“It Isn’t Supposed to Hurt”: On Breastfeeding and Manners

One bit of advice I give to the mothers of newborns over and over is “Breastfeeding isn’t supposed to hurt!” Yes, there may be some feeling of “breaking in”, like your nipples have gotten new shoes, but they should be well-fitting new shoes! If you’re comfortable and baby’s gaining, we breastfeeding advisor types will tell you, then you’re doing it right!

But what of later on, if it gets uncomfortable again? Rachel wrote last month about breastfeeding and teething, but that is only one of the ways a bigger baby can traumatize his mother’s breast.

I’m currently sorting through old photos for long-term storage, and I ran across these two of my second child at six months. IMG_2613 IMG_2614

Yes, that line along the side of my breast in the first image is caused by her fingers – with their tiny, paper-thin, razor-sharp baby fingernails. After I moved her hands, she decided the best response was to tug her head back: viz, second picture.

Now, there is absolutely nothing wrong with her latch here. I mean, just look at that lovely upper and lower lip flare she’s rocking: it’s perfect! But as you may be able to guess, my overall comfort level in these photos was… well, less than perfect. Hence why I took the pictures: as ammunition when she’s bigger and tells me how cruel I am to her. “Just look what I went through for you, you ingrate!” ;-p

So what do you do when your darling uses her perfect latch for evil?
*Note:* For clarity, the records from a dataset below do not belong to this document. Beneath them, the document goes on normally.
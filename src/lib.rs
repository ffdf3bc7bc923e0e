//! carrera - offline asset proxy
//!
//! Pre-caches a fixed manifest of assets into a named cache generation and
//! answers later requests from the cache, forwarding misses to the network.

pub mod cache;
pub mod cli;
pub mod config;
pub mod dispatch;
pub mod error;
pub mod network;
pub mod proxy;
pub mod request;

pub use cache::{CacheStorage, DiskCacheStorage, MemoryCacheStorage};
pub use config::ProxyConfig;
pub use dispatch::{register, EventDispatch, LocalRuntime, ProxyState};
pub use error::{ProxyError, ProxyResult};
pub use network::{FetchError, Fetcher, HttpFetcher};
pub use proxy::{InstallReport, OfflineProxy};
pub use request::{AssetRequest, RequestKey, StoredResponse};
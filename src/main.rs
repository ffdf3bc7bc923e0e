//! carrera - offline asset proxy
//!
//! CLI entry point: installs the asset manifest into the disk cache, answers
//! single requests cache-first, and lists what is stored.

use std::process::ExitCode;
use std::sync::Arc;

use clap::Parser;
use tokio::io::AsyncWriteExt;
use tracing::debug;
use tracing_subscriber::EnvFilter;

use carrera::cli::{parse_method_arg, Cli, Command};
use carrera::{
    register, CacheStorage, DiskCacheStorage, HttpFetcher, LocalRuntime, OfflineProxy, ProxyState,
};

#[tokio::main]
async fn main() -> ExitCode {
    match run().await {
        Ok(()) => ExitCode::SUCCESS,
        Err(e) => {
            eprintln!("Error: {}", e);
            ExitCode::FAILURE
        }
    }
}

async fn run() -> Result<(), Box<dyn std::error::Error>> {
    let cli = Cli::parse();

    // 0 = warn, 1 = info, 2+ = debug
    let filter = match cli.verbose {
        0 => EnvFilter::new("carrera=warn"),
        1 => EnvFilter::new("carrera=info"),
        _ => EnvFilter::new("carrera=debug"),
    };
    tracing_subscriber::fmt()
        .with_env_filter(filter)
        .with_target(false)
        .with_writer(std::io::stderr)
        .without_time()
        .init();

    let config = cli.proxy_config()?;
    let storage = match &cli.cache_dir {
        Some(dir) => DiskCacheStorage::with_dir(dir.clone()),
        None => DiskCacheStorage::new()?,
    };
    debug!("Cache directory: {}", storage.root().display());
    let storage: Arc<dyn CacheStorage> = Arc::new(storage);

    match cli.command {
        Command::Install => {
            let proxy = Arc::new(OfflineProxy::new(
                config,
                Arc::clone(&storage),
                Arc::new(HttpFetcher::new()),
            ));
            let mut runtime = LocalRuntime::new();
            register(proxy, &mut runtime);

            if let Some(report) = runtime.run_install().await? {
                println!(
                    "Installed {} assets into {}",
                    report.cached.len(),
                    report.cache_name
                );
            }
        }
        Command::Fetch {
            path,
            method,
            output,
        } => {
            let method = parse_method_arg(&method)?;
            let proxy = Arc::new(OfflineProxy::new(
                config,
                Arc::clone(&storage),
                Arc::new(HttpFetcher::new()),
            ));
            let request = proxy.request_for(method, &path)?;

            let mut runtime = LocalRuntime::new();
            if proxy.is_installed().await? {
                runtime.activate_existing();
            }
            register(Arc::clone(&proxy), &mut runtime);
            if runtime.state() != ProxyState::Active {
                runtime.run_install().await?;
            }

            let response = runtime.dispatch_fetch(request).await?;
            eprintln!("{} {}", response.status, response.url);
            match output {
                Some(file) => tokio::fs::write(file, &response.body).await?,
                None => {
                    let mut stdout = tokio::io::stdout();
                    stdout.write_all(&response.body).await?;
                    stdout.flush().await?;
                }
            }
        }
        Command::List => {
            let generations = storage.generations().await?;
            if generations.is_empty() {
                println!("No cache generations");
            }
            for name in generations {
                let keys = storage.keys(&name).await?;
                println!("{} ({} entries)", name, keys.len());
                for key in keys {
                    println!("  {}", key);
                }
            }
        }
    }

    Ok(())
}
1) Redirect. Move her hands someplace more satisfactory. Sometimes just un-pinching baby’s fingers from your skin or sliding her hand away from the nipple she’s twiddling (a perennial nursling favorite!) will work. For the moment. Lots of nursing moms wind up carrying special nursing-time toys–or wearing chunky necklaces that serve double duty.

2) Teach empathy. Go ahead and yelp! Tell baby that he mustn’t hurt Mommy. Just don’t scream out in anger: the goal here is to give enough negative feedback that the nursling realizes something went wrong, but not so much that you frighten him and ruin the feeding. You only have to mis-calibrate this once (or, well, a few times) to realize that leaking milk down the front of a wailing baby is worse than the gymnurstics you’re combating. But I will confess: the startlement in baby’s eyes when he realizes that you felt that, it’s pretty darn rewarding.

3) Teach consequences. It is perfectly appropriate to unlatch a baby who isn’t using her manners and set her down. To unlatch her, bring her closer to the breast so your breast covers her nose, or slide a finger into her mouth alongside your nipple. How long she must wait before returning to breast will depend on her age and development. (And your emotional state. It’s okay to take a mommy time out until you are able to handle her kindly!) For a 4-6 month old, 5 minutes or so will suffice; when a toddler pulls this nonsense, she may have to wait till her next regular feed.

4) Persevere. You’re bigger, you’ve been around longer, and I’m quite sure that with gentleness and persistence, you will succeed in teaching your child manners. Even if not today.